Due to the overlap of the product peak and adjacent impurity peaks in the elution chromatogram, the impure side-fractions have to be discarded in order to obtain product within (purity) specifications, leading to substantial product losses (Figure 2). Pooling the impure side-fractions and the product increases the yield but lowers the purity. This situation represents the typical yield-purity-tradeoff of batch chromatography.
By means of multicolumn countercurrent solvent gradient purification chromatography (MCSGP), the yield-purity tradeoff can be defused. MCSGP uses twin columns and operates in a cyclic manner, whereby the product-containing side fractions are not discarded as in batch chromatography, but are kept in the system until the pure product has been extracted.
In the case study presented in Figure 2, a twin-column MCSGP process was used for the purification of mono-PEGylated α-Lactalbumin from the native protein and higher order PEGamers, representing a challenging separation. Figure 2 shows that high yield and purity could be achieved simultaneously with the internal recycling of the product. The yield was increased from 56% to 83% for the purity of 93%. The productivity of the MCSGP process was twofold higher than the productivity of the batch run.

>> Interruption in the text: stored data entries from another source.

//! Cone aligned with the Y axis, apex up.

use glam::{Mat3, Vec3};

use crate::error::Result;
use crate::physics::collider::PhysicsAabb;
use crate::physics::math::MACHINE_EPSILON;

use super::{check_dimension, check_margin, ShapeType, DEFAULT_MARGIN};

/// Cone centered at half its height, apex at `+half_height`.
///
/// The margin lies outside the geometry.
#[derive(Debug, Clone, PartialEq)]
pub struct ConeShape {
    radius: f32,
    half_height: f32,
    /// Sine of the semi-angle at the apex.
    sin_theta: f32,
    margin: f32,
}

impl ConeShape {
    pub fn new(radius: f32, height: f32) -> Result<Self> {
        Self::with_margin(radius, height, DEFAULT_MARGIN)
    }

    pub fn with_margin(radius: f32, height: f32, margin: f32) -> Result<Self> {
        check_dimension(ShapeType::Cone, "radius", radius)?;
        check_dimension(ShapeType::Cone, "height", height)?;
        check_margin(ShapeType::Cone, margin)?;
        Ok(Self {
            radius,
            half_height: height * 0.5,
            sin_theta: radius / (radius * radius + height * height).sqrt(),
            margin,
        })
    }

    pub fn radius(&self) -> f32 {
        self.radius
    }

    pub fn height(&self) -> f32 {
        2.0 * self.half_height
    }

    pub fn margin(&self) -> f32 {
        self.margin
    }

    pub fn local_support_point_without_margin(&self, direction: Vec3) -> Vec3 {
        let v = direction;
        if v.y > self.sin_theta * v.length() {
            return Vec3::new(0.0, self.half_height, 0.0);
        }
        let projected_length = (v.x * v.x + v.z * v.z).sqrt();
        if projected_length > MACHINE_EPSILON {
            let d = self.radius / projected_length;
            Vec3::new(v.x * d, -self.half_height, v.z * d)
        } else {
            Vec3::new(0.0, -self.half_height, 0.0)
        }
    }

    pub fn compute_local_inertia_tensor(&self, mass: f32) -> Mat3 {
        let r_sq = self.radius * self.radius;
        let diag_xz = 0.15 * mass * (r_sq + self.half_height * self.half_height);
        Mat3::from_diagonal(Vec3::new(diag_xz, 0.3 * mass * r_sq, diag_xz))
    }

    pub fn local_bounds(&self) -> PhysicsAabb {
        let max = Vec3::new(
            self.radius + self.margin,
            self.half_height + self.margin,
            self.radius + self.margin,
        );
        PhysicsAabb { min: -max, max }
    }

    pub fn is_equal_to(&self, other: &ConeShape) -> bool {
        self.radius == other.radius && self.half_height == other.half_height
    }
}
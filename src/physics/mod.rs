//! CPU rigid-body physics: convex collision detection and constraint solving.
//!
//! # Architecture
//!
//! The physics pipeline runs in a fixed timestep loop:
//!
//! 1. Apply forces (gravity)
//! 2. Integrate velocities
//! 3. Broad phase (sweep-and-prune over AABBs, persistent pair registry)
//! 4. Narrow phase (GJK seeded by the cached separating axis, EPA, sphere fast path)
//! 5. Solve joints and contacts (sequential impulses, warm-started)
//! 6. Integrate positions, then optional NGS position correction
//! 7. Clear force accumulators

pub mod broadphase;
pub mod collider;
pub mod constraint;
pub mod contact;
pub mod math;
pub mod narrowphase;
pub mod rigid_body;
pub mod shape;
pub mod solver;

use std::collections::BTreeSet;

use glam::Vec3;
use tracing::{debug, warn};

use crate::error::{PhysicsError, Result};

use self::broadphase::{BodyIndexPair, PairRegistry, SweepAndPrune};
use self::constraint::{Constraint, ContactConstraint, JointInfo, PositionCorrection};
use self::contact::ContactPoint;
use self::narrowphase::detect_collision;
use self::rigid_body::{BodyId, BodySet, RigidBody, RigidBodyDesc};
use self::shape::ConvexShape;
use self::solver::ConstraintSolver;

/// Configuration for the physics simulation.
#[derive(Debug, Clone)]
pub struct PhysicsConfig {
    /// Gravity vector. Default: (0, -9.81, 0).
    pub gravity: Vec3,
    /// Fixed timestep for physics updates in seconds. Default: 1/60.
    pub fixed_timestep: f64,
    /// Maximum number of sub-steps per frame. Default: 4.
    pub max_substeps: u32,
    /// Velocity solver iterations. Default: 10.
    pub velocity_iterations: u32,
    /// Position solver iterations, used by NGS constraints. Default: 5.
    pub position_iterations: u32,
    /// Reuse last step's impulses as the starting guess. Default: true.
    pub warm_starting: bool,
    /// Position correction of contact constraints. Default: Baumgarte.
    pub contacts_position_correction: PositionCorrection,
    /// Approach speed above which restitution applies. Default: 1.0.
    pub restitution_velocity_threshold: f32,
}

impl Default for PhysicsConfig {
    fn default() -> Self {
        Self {
            gravity: Vec3::new(0.0, -9.81, 0.0),
            fixed_timestep: 1.0 / 60.0,
            max_substeps: 4,
            velocity_iterations: 10,
            position_iterations: 5,
            warm_starting: true,
            contacts_position_correction: PositionCorrection::Baumgarte,
            restitution_velocity_threshold: 1.0,
        }
    }
}

/// Handle of a joint created in a [`PhysicsWorld`].
#[derive(Debug, Clone, Copy, PartialEq, Eq, PartialOrd, Ord, Hash)]
pub struct JointId(pub usize);

/// The main physics world managing simulation state.
pub struct PhysicsWorld {
    config: PhysicsConfig,
    accumulator: f64,
    bodies: BodySet,
    broadphase: SweepAndPrune,
    joints: Vec<Constraint>,
    joint_ids: Vec<JointId>,
    next_joint: usize,
}

impl PhysicsWorld {
    /// Create a new physics world with the given configuration.
    pub fn new(config: PhysicsConfig) -> Self {
        Self {
            config,
            accumulator: 0.0,
            bodies: BodySet::new(),
            broadphase: SweepAndPrune::new(),
            joints: Vec::new(),
            joint_ids: Vec::new(),
            next_joint: 0,
        }
    }

    pub fn config(&self) -> &PhysicsConfig {
        &self.config
    }

    pub fn config_mut(&mut self) -> &mut PhysicsConfig {
        &mut self.config
    }

    pub fn bodies(&self) -> &BodySet {
        &self.bodies
    }

    pub fn body(&self, id: BodyId) -> Option<&RigidBody> {
        self.bodies.get(id)
    }

    pub fn body_mut(&mut self, id: BodyId) -> Option<&mut RigidBody> {
        self.bodies.get_mut(id)
    }

    /// Candidate pairs with their cached separating axes and manifolds.
    pub fn pairs(&self) -> &PairRegistry {
        self.broadphase.pairs()
    }

    pub fn joint(&self, id: JointId) -> Option<&Constraint> {
        let slot = self.joint_ids.iter().position(|&j| j == id)?;
        self.joints.get(slot)
    }

    pub fn joints(&self) -> impl Iterator<Item = (JointId, &Constraint)> {
        self.joint_ids.iter().copied().zip(self.joints.iter())
    }

    /// Total number of cached contact points over all pairs.
    pub fn contact_count(&self) -> usize {
        self.broadphase.pairs().iter().map(|p| p.manifold.len()).sum()
    }

    /// Add a body. Fails with [`PhysicsError::InvalidMass`] for a dynamic
    /// body without a finite, positive mass.
    pub fn create_body(&mut self, desc: RigidBodyDesc) -> Result<BodyId> {
        let body_type = desc.body_type;
        let id = self.bodies.insert(desc)?;
        debug!(?id, ?body_type, "body created");
        Ok(id)
    }

    /// Remove a body together with its pairs and every joint attached to it.
    pub fn remove_body(&mut self, id: BodyId) -> Result<RigidBody> {
        let body = self.bodies.remove(id).ok_or(PhysicsError::UnknownBody(id))?;
        self.broadphase.pairs_mut().remove_body(id);

        let mut slot = 0;
        while slot < self.joints.len() {
            let joint = &self.joints[slot];
            if joint.body1() == id || joint.body2() == id {
                let joint_id = self.joint_ids.remove(slot);
                self.joints.remove(slot);
                debug!(?joint_id, body = ?id, "joint removed with its body");
            } else {
                slot += 1;
            }
        }
        debug!(?id, "body removed");
        Ok(body)
    }

    /// Replace the collision shape of a body.
    ///
    /// Pair caches survive when the new shape has the same type and
    /// dimensions as the old one; otherwise they are reset.
    pub fn set_collider_shape(&mut self, id: BodyId, shape: ConvexShape) -> Result<()> {
        let body = self.bodies.get_mut(id).ok_or(PhysicsError::UnknownBody(id))?;
        let unchanged = body
            .shape()
            .is_some_and(|old| matches!(old.is_equal_to(&shape), Ok(true)));
        body.set_shape(Some(shape));

        if !unchanged {
            for pair in self.broadphase.pairs_mut().iter_mut() {
                if pair.key().contains(id) {
                    pair.reset_cache();
                }
            }
            debug!(?id, "collider shape changed, pair caches reset");
        }
        Ok(())
    }

    /// Create a joint. Bodies joined without `collide_connected` stop colliding.
    pub fn create_joint(&mut self, info: JointInfo) -> Result<JointId> {
        let constraint = Constraint::from_joint_info(&info, &self.bodies)?;
        if !info.collide_connected {
            let key = BodyIndexPair::new(info.body1, info.body2)?;
            self.broadphase.pairs_mut().remove_pair(key);
        }

        let id = JointId(self.next_joint);
        self.next_joint += 1;
        self.joints.push(constraint);
        self.joint_ids.push(id);
        debug!(?id, body1 = ?info.body1, body2 = ?info.body2, kind = ?info.kind, "joint created");
        Ok(id)
    }

    pub fn destroy_joint(&mut self, id: JointId) -> Result<Constraint> {
        let slot = self
            .joint_ids
            .iter()
            .position(|&j| j == id)
            .ok_or(PhysicsError::UnknownJoint(id.0))?;
        self.joint_ids.remove(slot);
        let joint = self.joints.remove(slot);
        debug!(?id, "joint destroyed");
        Ok(joint)
    }

    /// Refresh the candidate pairs from the current body AABBs.
    pub fn update_broad_phase_pairs(&mut self) {
        let excluded: BTreeSet<BodyIndexPair> = self
            .joints
            .iter()
            .filter(|joint| !joint.collide_connected())
            .filter_map(|joint| BodyIndexPair::new(joint.body1(), joint.body2()).ok())
            .collect();
        self.broadphase
            .update_pairs(&self.bodies, |key| excluded.contains(&key));
    }

    /// Run the narrow phase on every candidate pair, updating its manifold
    /// and cached separating axis.
    pub fn run_narrow_phase(&mut self) {
        for pair in self.broadphase.pairs_mut().iter_mut() {
            let (Some(body1), Some(body2)) =
                (self.bodies.get(pair.body1()), self.bodies.get(pair.body2()))
            else {
                continue;
            };
            let (Some(shape1), Some(shape2)) = (body1.shape(), body2.shape()) else {
                pair.reset_cache();
                continue;
            };
            let (tf1, tf2) = (&body1.transform, &body2.transform);

            pair.manifold.update(tf1, tf2);
            match detect_collision(shape1, tf1, shape2, tf2, &mut pair.previous_separating_axis) {
                Some(info) => pair.manifold.add_contact(ContactPoint::new(&info, tf1, tf2)),
                None => pair.manifold.clear(),
            }
        }
    }

    /// Solve joints and contacts over `time_step`, integrating positions.
    ///
    /// A non-positive time step is ignored.
    pub fn solve_constraints(&mut self, time_step: f32, warm_starting_active: bool) {
        if time_step <= 0.0 || !time_step.is_finite() {
            warn!(time_step, "ignoring constraint solve with non-positive time step");
            return;
        }

        let mut contacts: Vec<Constraint> = self
            .broadphase
            .pairs()
            .iter()
            .filter(|pair| !pair.manifold.is_empty())
            .filter_map(|pair| {
                let body1 = self.bodies.get(pair.body1())?;
                let body2 = self.bodies.get(pair.body2())?;
                Some(Constraint::Contact(ContactConstraint::new(
                    &pair.manifold,
                    body1,
                    body2,
                    self.config.contacts_position_correction,
                    self.config.restitution_velocity_threshold,
                )))
            })
            .collect();

        let solver =
            ConstraintSolver::new(self.config.velocity_iterations, self.config.position_iterations);
        solver.solve_constraints(
            &mut self.bodies,
            &mut self.joints,
            &mut contacts,
            time_step,
            warm_starting_active,
        );

        let registry = self.broadphase.pairs_mut();
        for constraint in &contacts {
            if let Constraint::Contact(solved) = constraint {
                if let Some(pair) = registry.pair_mut(solved.key()) {
                    pair.manifold.store_impulses(solved);
                }
            }
        }
        debug!(
            pairs = registry.len(),
            contacts = contacts.len(),
            joints = self.joints.len(),
            "constraints solved"
        );
    }

    /// Step the physics simulation forward by `delta_time` seconds.
    ///
    /// Uses a fixed timestep accumulator to ensure deterministic simulation.
    /// Returns the number of fixed steps taken.
    pub fn step(&mut self, delta_time: f64) -> u32 {
        if self.config.fixed_timestep <= 0.0 {
            warn!(
                fixed_timestep = self.config.fixed_timestep,
                "ignoring step with non-positive fixed timestep"
            );
            return 0;
        }
        self.accumulator += delta_time.max(0.0);

        let mut substeps = 0u32;
        while self.accumulator >= self.config.fixed_timestep && substeps < self.config.max_substeps
        {
            self.fixed_step(self.config.fixed_timestep as f32);
            self.accumulator -= self.config.fixed_timestep;
            substeps += 1;
        }

        // Clamp accumulator to avoid spiral of death
        if self.accumulator > self.config.fixed_timestep * self.config.max_substeps as f64 {
            warn!(
                accumulator = self.accumulator,
                "physics falling behind, dropping accumulated time"
            );
            self.accumulator = 0.0;
        }
        substeps
    }

    /// Advance the simulation by exactly one step of `dt` seconds.
    pub fn fixed_step(&mut self, dt: f32) {
        if dt <= 0.0 || !dt.is_finite() {
            warn!(dt, "ignoring step with non-positive time step");
            return;
        }

        // 1. Apply forces (gravity)
        rigid_body::apply_gravity(&mut self.bodies, self.config.gravity);

        // 2. Integrate velocities
        rigid_body::integrate_velocities(&mut self.bodies, dt);

        // 3. Broad phase
        self.update_broad_phase_pairs();

        // 4. Narrow phase
        self.run_narrow_phase();

        // 5-6. Solve constraints, integrate positions
        self.solve_constraints(dt, self.config.warm_starting);

        // 7. Clear force accumulators
        rigid_body::clear_forces(&mut self.bodies);
    }
}

impl Default for PhysicsWorld {
    fn default() -> Self {
        Self::new(PhysicsConfig::default())
    }
}
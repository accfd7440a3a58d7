//! Hinge (revolute) joint with optional angle limits and motor.

use std::f32::consts::TAU;

use glam::{Mat3, Quat, Vec3};

use super::{ConstraintBase, ConstraintSolverData, JointLimits, JointMotor, PositionCorrection};
use crate::physics::math::{
    inverse_2x2_or_zero, inverse_or_zero, mul_2x2, normalize_angle, Transform,
};
use crate::physics::rigid_body::BodyId;

/// One rotational degree of freedom around the hinge axis.
#[derive(Debug, Clone)]
pub struct HingeJoint {
    pub(crate) base: ConstraintBase,
    local_anchor1: Vec3,
    local_anchor2: Vec3,
    local_axis1: Vec3,
    local_axis2: Vec3,
    init_orientation_difference_inv: Quat,
    limits: Option<JointLimits>,
    motor: Option<JointMotor>,

    // Per-step data.
    r1: Vec3,
    r2: Vec3,
    a1: Vec3,
    b2_cross_a1: Vec3,
    c2_cross_a1: Vec3,
    inverse_mass_matrix_translation: Mat3,
    inverse_mass_matrix_rotation: [[f32; 2]; 2],
    inverse_mass_limit_motor: f32,
    bias_translation: Vec3,
    bias_rotation: (f32, f32),
    bias_lower_limit: f32,
    bias_upper_limit: f32,
    is_lower_limit_violated: bool,
    is_upper_limit_violated: bool,

    // Accumulated impulses.
    impulse_translation: Vec3,
    impulse_rotation: (f32, f32),
    impulse_lower_limit: f32,
    impulse_upper_limit: f32,
    impulse_motor: f32,
}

The operation of twin-column sequential-loading capture processes (CaptureSMB) and counter-current polish purification processes (MCSGP) is facilitated by use of suitable hardware and software tools. The experimental data reported here was generated using the benchtop Contichrom Lab-10 equipment that is capable of running CaptureSMB, MCSGP, tandem processes, and single-column batch processes (Figure 3). The control software is particularly designed for developing and running cyclic chromatography processes.